〔『抄』私訳〕
「いま凡夫の学者、おほくは陽気のすめるところ、これ空ならんとおもひ、日月星辰のかかれるところを空ならんとおもへるによりて仮令すらくは、空華といはんは、この清気のなかに、浮雲のごとくして、飛花の風にふかれて東西し、および昇降するがごとくなる彩色のいできたらんずるを、空花といはんずるとおもへり」とある。
これは、凡見(凡夫の考え)の「空華」をいつも思ってい様子の間違いを挙げられるのである。

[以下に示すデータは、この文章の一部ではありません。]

// Copyright 2025 the Understory Authors
// SPDX-License-Identifier: Apache-2.0 OR MIT

// After you edit the crate's doc comment, run this command, then check README.md for any missing links
// cargo rdme --workspace-project=understory_constraint --heading-base-level=0

//! Understory Constraint: linear layout constraints with priorities.
//!
//! Describe geometry as relations between item attributes and let an
//! incremental Cassowary solver turn them into frames:
//!
//! ```text
//! first.attribute  {<=, ==, >=}  second.attribute * multiplier + constant   @ priority
//! ```
//!
//! - Required constraints ([`Priority::REQUIRED`]) hold exactly. A batch that
//!   would make them infeasible is rejected as a whole with a [`ConflictError`].
//! - Optional constraints are minimized by weighted violation, weight equal to
//!   priority. Equal priorities resolve in insertion order: the earlier constraint wins.
//! - Constants of attached constraints can be changed in place with
//!   [`ConstraintLayout::set_constant`], which only touches the tableau rows
//!   that mention the constraint.
//! - A visual format ([`ConstraintLayout::constraints_with_visual_format`])
//!   builds rows and columns of constraints from strings such as `"H:|-[icon(32)]-[title]-|"`.
//!
//! ## Not a view system
//!
//! Items are opaque ids with four unknowns each (x, y, width, height) and a
//! few sizing hints ([`ItemProps`]). Items can be nested so that `|` in a
//! visual format has a superview to refer to, but all frames live in one
//! shared layout space. Rendering, hit testing and animation belong elsewhere.
//!
//! ## API overview
//!
//! - [`ConstraintLayout`]: the solve set.
//! - [`ItemId`]: generational handle of an item. Removing an item retracts
//!   every constraint that references it.
//! - [`Constraint`] / [`ConstraintId`]: detached constraint value and handle of an attached one.
//! - [`ConstraintState`]: whether an attached constraint currently holds, with its residual.
//! - [`FormatBindings`] / [`FormatOptions`]: names and options for visual format strings.
//!
//! Key operations:
//! - [`ConstraintLayout::insert_item`] / [`ConstraintLayout::remove_item`]
//! - [`ConstraintLayout::add_constraints`] / [`ConstraintLayout::remove_constraints`]
//! - [`ConstraintLayout::set_constant`]
//! - [`ConstraintLayout::solve`] → [`SolveSummary`] of moved items.
//! - [`ConstraintLayout::frame`], [`ConstraintLayout::residual`],
//!   [`ConstraintLayout::has_ambiguous_layout`], [`ConstraintLayout::fitting_size`].
//!
//! ## Example
//!
//! ```rust
//! use understory_constraint::{ConstraintLayout, FormatBindings, FormatOptions, ItemProps};
//! use understory_constraint::{Constraint, LayoutAttribute, Relation};
//!
//! let mut layout = ConstraintLayout::new();
//! let window = layout.insert_item(None, ItemProps::default());
//! let ok = layout.insert_item(Some(window), ItemProps::with_intrinsic_size(60.0, 24.0));
//! let cancel = layout.insert_item(Some(window), ItemProps::with_intrinsic_size(80.0, 24.0));
//!
//! layout
//!     .add_constraints([
//!         Constraint::constant(window, LayoutAttribute::Left, Relation::Equal, 0.0),
//!         Constraint::constant(window, LayoutAttribute::Top, Relation::Equal, 0.0),
//!         Constraint::constant(window, LayoutAttribute::Width, Relation::Equal, 400.0),
//!         Constraint::constant(window, LayoutAttribute::Height, Relation::Equal, 300.0),
//!     ])
//!     .unwrap();
//!
//! let views = FormatBindings::new().view("ok", ok).view("cancel", cancel);
//! layout
//!     .add_visual_format("H:[cancel]-[ok]-|", FormatOptions::ALIGN_ALL_BOTTOM, &views)
//!     .unwrap();
//! layout
//!     .add_visual_format("V:[ok]-|", FormatOptions::empty(), &views)
//!     .unwrap();
//!
//! layout.solve();
//! let ok_frame = layout.frame(ok).unwrap();
//! assert!((ok_frame.x1 - 380.0).abs() < 1e-6);
//! assert!((ok_frame.y1 - 280.0).abs() < 1e-6);
//! ```
//!
//! ## Features
//!
//! - `std` (default): forwards to `kurbo/std` and `tracing/std`.
//! - `libm`: `no_std` builds that rely on `libm` for floating-point math.
//!
//! This crate is `no_std` and uses `alloc`.

#![no_std]

extern crate alloc;

mod constraint;
mod error;
mod expr;
mod format;
mod items;
mod layout;
mod simplex;
mod types;

pub use constraint::{Constraint, ConstraintId, ConstraintState};
pub use error::{ConflictError, ConstraintError, FormatErrorKind, FormatParseError};
pub use format::{FormatBindings, FormatOptions};
pub use items::ItemProps;
pub use layout::{ConstraintLayout, LayoutConfig, SolveSummary};
pub use types::{Axis, ItemId, LayoutAttribute, LayoutDirection, PerAxis, Priority, Relation};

「能造所造の四大、あはせて器世間の諸法、ならびに本覚本性等を空花といふとは、ことにしらざるなり。又諸法によりて能造の四大等ありとしらず、諸法によりて器世間は住法位なりとしらず、器世間によりて諸法ありとばかり知見するなり」とある。
「四大、あはせて器世間の諸法、ならびに本覚本性等を空花といふ」とは、凡夫はこれを知らないのである。「又諸法によりて能造の四大等ありとしらず、諸法によりて器世間は住法位なりとしらず」、ただ「器世間によりて諸法ありとばかり」凡夫は「知見するなり」。
文の通りである。
「眼翳によりて空花ありとのみ覚了して、空花によりて眼翳あらしむる道理を覚了せざるなり」とある。
ただ眼の病によってない花をあるのだとばかり、凡夫はこれを心得、「空花によりて眼翳」がある道理を「知らない」というのである。「空華」は妄見でなく、「眼翳」は病でない道理を、十分に参学すべきである。